Splitting a table vertically is frequently done to reduce the impact of skew when the ideal distribution key for joins is not evenly distributed. Imagine the scenario of identifiable customers and unidentifiable customers, as increasingly the situation as stores have loyalty programs allowing them to identify a large portion (but not all) customers. For the analysis of shopping trends, it could be very useful to have data distributed by customer, but if half the customers are unknown, there will be a large amount of skew.

To solve this, sales could be split into two tables, such as Sales_KnownCustomer (distributed by CustomerKey) and Sales_UnknownCustomer (distributed by some other column). When analysing by customer, the table Sales_KnownCustomer could be used, including the CustomerKey as an additional (even if redundant) join predicate. A view performing a UNION ALL over the two tables could be used to allow reports that need to consider all Sales.

The query overhead of having the two tables is potentially high, especially if we consider tables for Sales, SaleItems, Deliveries, and more, which might all need to be split into two to avoid skew while minimising data movement, using CustomerKey as the distribution key when known to allow customer-based analysis, and SalesKey when the customer is unknown.

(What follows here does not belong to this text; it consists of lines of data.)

//! Relation loading.
//!
//! Parses `include=` specs and stitches related rows onto parents with one
//! batched query per relation (two for manyToMany): no per-parent queries,
//! whatever the parent count. Options inside an include segment:
//! `select:a,b`, `limit:n`, `filter:expr` — the filter compiles against the
//! target table, not the parent.
//!
//! ```text
//! include=author,posts(limit:5;filter:published==true;select:id,title)
//! include=author.posts.comments          -- nested, capped by max depth
//! ```

use futures::future::BoxFuture;
use futures::FutureExt;
use serde_json::Value;
use std::collections::HashMap;
use std::sync::Arc;

use super::descriptor::{RelationDef, RelationKind};
use crate::error::ApiError;
use crate::filter::{Comparison, CompiledFilter, FilterNode, FilterValue, Op};
use crate::models::{id_to_string, Record};
use crate::scope::builder;
use crate::storage::{SelectQuery, StorageDriver};

#[derive(Debug, Clone, PartialEq, Default)]
pub struct IncludeSpec {
    pub name: String,
    pub select: Option<Vec<String>>,
    pub limit: Option<usize>,
    pub filter: Option<String>,
    pub children: Vec<IncludeSpec>,
}

/// Splits on `sep` at paren depth zero.
fn split_top_level(input: &str, sep: char) -> Vec<String> {
    let mut parts = Vec::new();
    let mut depth = 0usize;
    let mut current = String::new();
    for c in input.chars() {
        match c {
            '(' => {
                depth += 1;
                current.push(c);
            }
            ')' => {
                depth = depth.saturating_sub(1);
                current.push(c);
            }
            c if c == sep && depth == 0 => {
                parts.push(std::mem::take(&mut current));
            }
            c => current.push(c),
        }
    }
    if !current.is_empty() {
        parts.push(current);
    }
    parts
}

/// Parses a full `include=` parameter into merged specs.
pub fn parse_include(raw: &str, max_depth: usize) -> Result<Vec<IncludeSpec>, ApiError> {
    let mut specs: Vec<IncludeSpec> = Vec::new();
    for item in split_top_level(raw, ',') {
        let item = item.trim();
        if item.is_empty() {
            continue;
        }
        let path = split_top_level(item, '.');
        if path.len() > max_depth {
            return Err(ApiError::Validation(format!(
                "include `{item}` exceeds the maximum relation depth of {max_depth}"
            )));
        }
        merge_path(&mut specs, &path)?;
    }
    Ok(specs)
}

fn merge_path(specs: &mut Vec<IncludeSpec>, path: &[String]) -> Result<(), ApiError> {
    let Some((head, rest)) = path.split_first() else {
        return Ok(());
    };
    let parsed = parse_segment(head)?;
    let entry = match specs.iter_mut().find(|s| s.name == parsed.name) {
        Some(existing) => {
            // Later segments may carry the options (`a,a.b(limit:2)`).
            if parsed.select.is_some() {
                existing.select = parsed.select;
            }
            if parsed.limit.is_some() {
                existing.limit = parsed.limit;
            }
            if parsed.filter.is_some() {
                existing.filter = parsed.filter;
            }
            existing
        }
        None => {
            specs.push(parsed);
            specs.last_mut().expect("just pushed")
        }
    };
    merge_path(&mut entry.children, rest)
}

fn parse_segment(segment: &str) -> Result<IncludeSpec, ApiError> {
    let segment = segment.trim();
    let (name, options) = match segment.split_once('(') {
        Some((name, rest)) => {
            let options = rest
                .strip_suffix(')')
                .ok_or_else(|| ApiError::Validation(format!("unbalanced include `{segment}`")))?;
            (name.trim(), Some(options))
        }
        None => (segment, None),
    };
    if name.is_empty() {
        return Err(ApiError::Validation(format!("empty relation name in `{segment}`")));
    }

    let mut spec = IncludeSpec { name: name.to_owned(), ..Default::default() };
    if let Some(options) = options {
        for option in split_top_level(options, ';') {
            let Some((key, value)) = option.split_once(':') else {
                return Err(ApiError::Validation(format!("malformed include option `{option}`")));
            };
            match key.trim() {
                "select" => {
                    spec.select = Some(
                        value.split(',').map(|s| s.trim().to_owned()).collect(),
                    );
                }
                "limit" => {
                    let limit = value.trim().parse::<usize>().map_err(|_| {
                        ApiError::Validation(format!("include limit `{value}` is not a number"))
                    })?;
                    spec.limit = Some(limit);
                }
                "filter" => spec.filter = Some(value.trim().to_owned()),
                other => {
                    return Err(ApiError::Validation(format!(
                        "unknown include option `{other}`"
                    )))
                }
            }
        }
    }
    Ok(spec)
}

fn split_relation_path(field: &str, relations: &HashMap<String, RelationDef>) -> Option<(String, String)> {
    let (head, rest) = field.split_once('.')?;
    relations
        .contains_key(head)
        .then(|| (head.to_owned(), rest.to_owned()))
}

/// Rejects relation paths anywhere in the node. Used for the non-conjunct
/// positions of [`peel`] and for surfaces that evaluate per record (the
/// subscription tail), where a membership snapshot would go stale.
pub fn ensure_local(
    node: &FilterNode,
    relations: &HashMap<String, RelationDef>,
) -> Result<(), ApiError> {
    let mut offender: Option<String> = None;
    node.for_each_leaf(&mut |cmp: &Comparison| {
        if offender.is_none() && split_relation_path(&cmp.field, relations).is_some() {
            offender = Some(cmp.field.clone());
        }
    });
    match offender {
        Some(field) => Err(ApiError::Validation(format!(
            "relation filter `{field}` is only supported as a top-level conjunct"
        ))),
        None => Ok(()),
    }
}

/// Separates a filter into its local predicate and the relation-path
/// predicates (`author.name=="X"`) found among the top-level conjuncts.
/// The path head is stripped, so the peeled predicate reads against the
/// target table. A relation path under a disjunction has no single-table
/// rendering and is rejected.
pub fn peel(
    node: FilterNode,
    relations: &HashMap<String, RelationDef>,
) -> Result<(Option<FilterNode>, Vec<(String, FilterNode)>), ApiError> {
    let mut local = Vec::new();
    let mut peeled = Vec::new();
    collect_conjuncts(node, relations, &mut local, &mut peeled)?;
    let local = match local.len() {
        0 => None,
        1 => local.pop(),
        _ => Some(FilterNode::And(local)),
    };
    Ok((local, peeled))
}

fn collect_conjuncts(
    node: FilterNode,
    relations: &HashMap<String, RelationDef>,
    local: &mut Vec<FilterNode>,
    peeled: &mut Vec<(String, FilterNode)>,
) -> Result<(), ApiError> {
    match node {
        FilterNode::And(children) => {
            for child in children {
                collect_conjuncts(child, relations, local, peeled)?;
            }
        }
        FilterNode::Leaf(cmp) => match split_relation_path(&cmp.field, relations) {
            Some((head, rest)) => {
                peeled.push((head, FilterNode::Leaf(Comparison { field: rest, ..cmp })));
            }
            None => local.push(FilterNode::Leaf(cmp)),
        },
        other => {
            ensure_local(&other, relations)?;
            local.push(other);
        }
    }
    Ok(())
}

By distributing on a common key the impact is to effectively create mini-databases which are split out according to groups of customers, with all of the data about a particular customer residing in a single database. This is similar to the way that people scale out when doing so manually, rather than using a system such as PDW. Of course, there is a lot of additional overhead when trying to scale out manually, such as working out how to execute queries that do involve some amount of data movement.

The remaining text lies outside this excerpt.